PROVIDED INFORMATION:
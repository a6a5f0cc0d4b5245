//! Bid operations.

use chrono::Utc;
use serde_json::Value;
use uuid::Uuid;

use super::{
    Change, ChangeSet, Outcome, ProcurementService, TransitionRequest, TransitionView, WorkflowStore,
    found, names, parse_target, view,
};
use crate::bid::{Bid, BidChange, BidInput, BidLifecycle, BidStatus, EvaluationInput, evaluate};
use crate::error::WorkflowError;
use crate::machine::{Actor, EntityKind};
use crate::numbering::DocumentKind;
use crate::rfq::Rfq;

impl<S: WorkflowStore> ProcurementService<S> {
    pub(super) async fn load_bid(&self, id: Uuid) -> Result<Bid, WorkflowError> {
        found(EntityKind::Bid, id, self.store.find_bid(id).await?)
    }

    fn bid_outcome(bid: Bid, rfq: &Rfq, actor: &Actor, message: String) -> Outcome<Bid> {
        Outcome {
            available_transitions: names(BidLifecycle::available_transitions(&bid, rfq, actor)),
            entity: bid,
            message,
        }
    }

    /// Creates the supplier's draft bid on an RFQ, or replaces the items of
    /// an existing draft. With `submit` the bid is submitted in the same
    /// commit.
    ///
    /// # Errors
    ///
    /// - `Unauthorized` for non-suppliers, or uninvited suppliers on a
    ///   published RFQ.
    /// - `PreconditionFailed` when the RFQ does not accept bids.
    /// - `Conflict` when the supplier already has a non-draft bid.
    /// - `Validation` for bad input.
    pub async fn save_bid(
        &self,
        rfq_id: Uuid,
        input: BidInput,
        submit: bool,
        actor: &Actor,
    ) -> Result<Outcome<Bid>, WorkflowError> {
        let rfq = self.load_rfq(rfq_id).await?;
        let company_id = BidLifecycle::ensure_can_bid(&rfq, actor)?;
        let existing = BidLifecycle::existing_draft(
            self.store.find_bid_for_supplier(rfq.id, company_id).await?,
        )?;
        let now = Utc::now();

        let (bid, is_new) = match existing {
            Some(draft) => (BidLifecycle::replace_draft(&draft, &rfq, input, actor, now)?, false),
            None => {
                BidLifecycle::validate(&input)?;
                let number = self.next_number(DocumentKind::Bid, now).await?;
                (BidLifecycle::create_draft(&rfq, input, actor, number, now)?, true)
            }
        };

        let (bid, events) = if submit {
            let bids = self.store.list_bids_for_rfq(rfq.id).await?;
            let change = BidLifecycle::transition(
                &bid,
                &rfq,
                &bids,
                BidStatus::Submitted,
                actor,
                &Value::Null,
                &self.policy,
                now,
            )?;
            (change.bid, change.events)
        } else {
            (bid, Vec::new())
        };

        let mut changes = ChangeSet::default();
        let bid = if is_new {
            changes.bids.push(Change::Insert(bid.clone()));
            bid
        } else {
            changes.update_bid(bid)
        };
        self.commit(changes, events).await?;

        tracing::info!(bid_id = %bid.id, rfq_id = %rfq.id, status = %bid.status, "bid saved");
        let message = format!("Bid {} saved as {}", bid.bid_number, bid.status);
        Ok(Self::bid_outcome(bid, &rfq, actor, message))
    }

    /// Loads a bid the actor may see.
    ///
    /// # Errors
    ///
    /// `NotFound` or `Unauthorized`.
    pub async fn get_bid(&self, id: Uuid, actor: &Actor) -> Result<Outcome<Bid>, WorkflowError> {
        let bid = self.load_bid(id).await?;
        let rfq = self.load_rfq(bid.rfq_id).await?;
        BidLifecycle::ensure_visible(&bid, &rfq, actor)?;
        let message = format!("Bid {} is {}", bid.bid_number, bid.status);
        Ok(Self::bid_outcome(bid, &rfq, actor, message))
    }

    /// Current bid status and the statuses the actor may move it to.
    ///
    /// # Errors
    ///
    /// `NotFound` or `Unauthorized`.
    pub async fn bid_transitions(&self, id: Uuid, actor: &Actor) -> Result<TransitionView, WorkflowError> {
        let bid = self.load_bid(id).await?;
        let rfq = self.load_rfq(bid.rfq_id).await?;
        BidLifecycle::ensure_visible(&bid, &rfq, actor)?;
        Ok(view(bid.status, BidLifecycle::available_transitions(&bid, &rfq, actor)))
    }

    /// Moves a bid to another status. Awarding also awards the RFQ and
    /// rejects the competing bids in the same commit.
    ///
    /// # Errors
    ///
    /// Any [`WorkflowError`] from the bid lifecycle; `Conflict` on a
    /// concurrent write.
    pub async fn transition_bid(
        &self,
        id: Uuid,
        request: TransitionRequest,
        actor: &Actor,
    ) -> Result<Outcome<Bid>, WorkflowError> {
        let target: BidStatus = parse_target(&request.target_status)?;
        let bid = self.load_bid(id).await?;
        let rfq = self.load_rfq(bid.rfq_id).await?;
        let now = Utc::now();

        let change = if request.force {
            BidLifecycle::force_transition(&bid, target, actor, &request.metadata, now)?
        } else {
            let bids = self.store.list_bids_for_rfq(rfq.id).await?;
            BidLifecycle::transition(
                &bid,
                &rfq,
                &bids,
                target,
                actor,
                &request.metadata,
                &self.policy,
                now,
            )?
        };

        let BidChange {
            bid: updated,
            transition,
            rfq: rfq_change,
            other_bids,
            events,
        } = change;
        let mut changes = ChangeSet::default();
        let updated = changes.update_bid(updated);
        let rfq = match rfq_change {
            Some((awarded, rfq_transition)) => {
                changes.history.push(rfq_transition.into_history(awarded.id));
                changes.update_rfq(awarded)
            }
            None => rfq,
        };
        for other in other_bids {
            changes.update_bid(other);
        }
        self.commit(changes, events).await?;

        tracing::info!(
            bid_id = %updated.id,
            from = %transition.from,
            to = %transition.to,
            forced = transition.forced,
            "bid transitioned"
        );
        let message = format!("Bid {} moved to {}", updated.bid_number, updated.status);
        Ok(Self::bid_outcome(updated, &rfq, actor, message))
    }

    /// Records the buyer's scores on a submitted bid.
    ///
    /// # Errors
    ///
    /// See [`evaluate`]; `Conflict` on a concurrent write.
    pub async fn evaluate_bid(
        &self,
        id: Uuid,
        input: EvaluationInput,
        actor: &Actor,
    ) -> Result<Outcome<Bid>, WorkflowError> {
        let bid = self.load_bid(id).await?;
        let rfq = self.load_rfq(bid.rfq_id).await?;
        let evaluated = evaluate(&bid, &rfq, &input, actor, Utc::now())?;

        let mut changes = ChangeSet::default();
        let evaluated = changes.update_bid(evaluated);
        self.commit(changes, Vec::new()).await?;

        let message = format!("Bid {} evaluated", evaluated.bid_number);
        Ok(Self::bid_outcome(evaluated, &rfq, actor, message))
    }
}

---

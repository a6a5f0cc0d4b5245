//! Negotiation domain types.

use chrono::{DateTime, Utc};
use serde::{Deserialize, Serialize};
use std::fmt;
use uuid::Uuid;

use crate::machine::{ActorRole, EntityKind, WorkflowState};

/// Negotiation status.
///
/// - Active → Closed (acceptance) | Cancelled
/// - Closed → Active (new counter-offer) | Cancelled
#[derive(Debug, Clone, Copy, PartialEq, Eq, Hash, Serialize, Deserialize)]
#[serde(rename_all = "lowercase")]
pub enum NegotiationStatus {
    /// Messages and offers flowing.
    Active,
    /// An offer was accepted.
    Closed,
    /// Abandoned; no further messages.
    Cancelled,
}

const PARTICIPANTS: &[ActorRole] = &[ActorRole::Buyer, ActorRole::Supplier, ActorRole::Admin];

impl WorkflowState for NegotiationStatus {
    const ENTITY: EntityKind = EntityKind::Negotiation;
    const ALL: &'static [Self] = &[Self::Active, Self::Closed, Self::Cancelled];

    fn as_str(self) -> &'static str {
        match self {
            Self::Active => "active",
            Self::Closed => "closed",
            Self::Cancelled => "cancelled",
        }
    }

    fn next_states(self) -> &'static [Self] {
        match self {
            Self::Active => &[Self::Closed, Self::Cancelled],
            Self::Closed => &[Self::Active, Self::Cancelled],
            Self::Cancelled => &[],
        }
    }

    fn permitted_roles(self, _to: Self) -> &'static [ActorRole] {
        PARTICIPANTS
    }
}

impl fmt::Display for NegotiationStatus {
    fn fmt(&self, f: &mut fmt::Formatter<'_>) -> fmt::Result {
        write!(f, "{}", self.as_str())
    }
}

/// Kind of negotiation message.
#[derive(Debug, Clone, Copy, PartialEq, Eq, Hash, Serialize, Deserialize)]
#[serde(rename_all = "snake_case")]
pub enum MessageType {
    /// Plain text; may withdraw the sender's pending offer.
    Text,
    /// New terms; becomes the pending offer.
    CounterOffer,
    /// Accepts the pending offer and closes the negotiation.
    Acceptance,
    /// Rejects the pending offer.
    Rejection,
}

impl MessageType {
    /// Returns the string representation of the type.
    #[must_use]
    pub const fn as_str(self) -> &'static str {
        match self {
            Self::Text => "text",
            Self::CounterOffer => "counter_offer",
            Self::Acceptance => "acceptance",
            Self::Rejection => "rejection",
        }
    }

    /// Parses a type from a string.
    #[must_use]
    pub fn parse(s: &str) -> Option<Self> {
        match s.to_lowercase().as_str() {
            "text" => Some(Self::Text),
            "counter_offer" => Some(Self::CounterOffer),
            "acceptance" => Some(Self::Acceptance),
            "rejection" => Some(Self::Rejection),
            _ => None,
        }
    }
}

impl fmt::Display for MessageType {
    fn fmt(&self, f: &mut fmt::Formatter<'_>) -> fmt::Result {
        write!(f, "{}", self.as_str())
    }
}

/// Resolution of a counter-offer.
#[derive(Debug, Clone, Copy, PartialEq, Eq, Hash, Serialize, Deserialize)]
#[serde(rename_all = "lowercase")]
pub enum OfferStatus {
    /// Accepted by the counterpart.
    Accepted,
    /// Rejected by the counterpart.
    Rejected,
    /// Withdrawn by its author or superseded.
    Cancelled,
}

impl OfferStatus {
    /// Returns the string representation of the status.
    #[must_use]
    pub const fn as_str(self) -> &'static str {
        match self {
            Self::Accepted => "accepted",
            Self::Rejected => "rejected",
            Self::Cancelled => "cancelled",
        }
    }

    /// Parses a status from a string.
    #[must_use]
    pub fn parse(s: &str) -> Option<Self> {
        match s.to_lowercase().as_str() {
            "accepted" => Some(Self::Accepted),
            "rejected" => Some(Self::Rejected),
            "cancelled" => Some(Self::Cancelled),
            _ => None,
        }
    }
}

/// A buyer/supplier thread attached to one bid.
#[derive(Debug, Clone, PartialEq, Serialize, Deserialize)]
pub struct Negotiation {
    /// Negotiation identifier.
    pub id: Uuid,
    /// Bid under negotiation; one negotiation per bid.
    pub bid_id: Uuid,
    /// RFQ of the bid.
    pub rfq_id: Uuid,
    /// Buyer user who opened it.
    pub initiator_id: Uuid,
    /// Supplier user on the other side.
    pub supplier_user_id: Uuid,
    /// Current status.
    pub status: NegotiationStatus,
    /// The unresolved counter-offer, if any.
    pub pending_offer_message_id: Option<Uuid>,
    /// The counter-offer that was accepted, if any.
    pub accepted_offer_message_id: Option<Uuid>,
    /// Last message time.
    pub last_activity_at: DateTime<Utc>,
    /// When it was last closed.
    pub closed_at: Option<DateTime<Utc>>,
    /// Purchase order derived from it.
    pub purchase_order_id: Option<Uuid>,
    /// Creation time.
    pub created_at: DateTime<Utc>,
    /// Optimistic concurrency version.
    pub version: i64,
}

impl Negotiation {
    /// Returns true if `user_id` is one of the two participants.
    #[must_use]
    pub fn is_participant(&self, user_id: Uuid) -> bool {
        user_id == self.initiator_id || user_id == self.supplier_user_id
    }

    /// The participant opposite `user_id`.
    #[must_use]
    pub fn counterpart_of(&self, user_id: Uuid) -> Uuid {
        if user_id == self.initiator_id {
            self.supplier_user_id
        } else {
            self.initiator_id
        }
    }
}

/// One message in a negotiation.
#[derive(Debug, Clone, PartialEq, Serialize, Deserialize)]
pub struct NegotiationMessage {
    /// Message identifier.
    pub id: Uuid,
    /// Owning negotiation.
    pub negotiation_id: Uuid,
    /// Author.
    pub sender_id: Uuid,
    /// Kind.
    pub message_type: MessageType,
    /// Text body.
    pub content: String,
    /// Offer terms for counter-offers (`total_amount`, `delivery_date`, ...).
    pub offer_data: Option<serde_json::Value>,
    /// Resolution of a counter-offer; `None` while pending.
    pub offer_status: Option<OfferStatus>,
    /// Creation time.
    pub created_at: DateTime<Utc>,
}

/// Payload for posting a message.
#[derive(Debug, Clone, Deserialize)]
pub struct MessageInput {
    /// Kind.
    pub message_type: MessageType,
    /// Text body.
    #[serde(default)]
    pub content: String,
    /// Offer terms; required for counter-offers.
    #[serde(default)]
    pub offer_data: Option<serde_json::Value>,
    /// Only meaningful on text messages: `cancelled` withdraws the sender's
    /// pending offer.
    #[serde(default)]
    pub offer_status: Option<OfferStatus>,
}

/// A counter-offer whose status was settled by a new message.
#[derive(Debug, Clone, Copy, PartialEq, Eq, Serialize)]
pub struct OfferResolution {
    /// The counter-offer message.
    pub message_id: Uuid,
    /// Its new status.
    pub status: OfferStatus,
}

WORK TO COMPLETE:
Line count for the string "None": tally the lines of the records above that contain it and give only the result.

EXERCISE RESULT:
5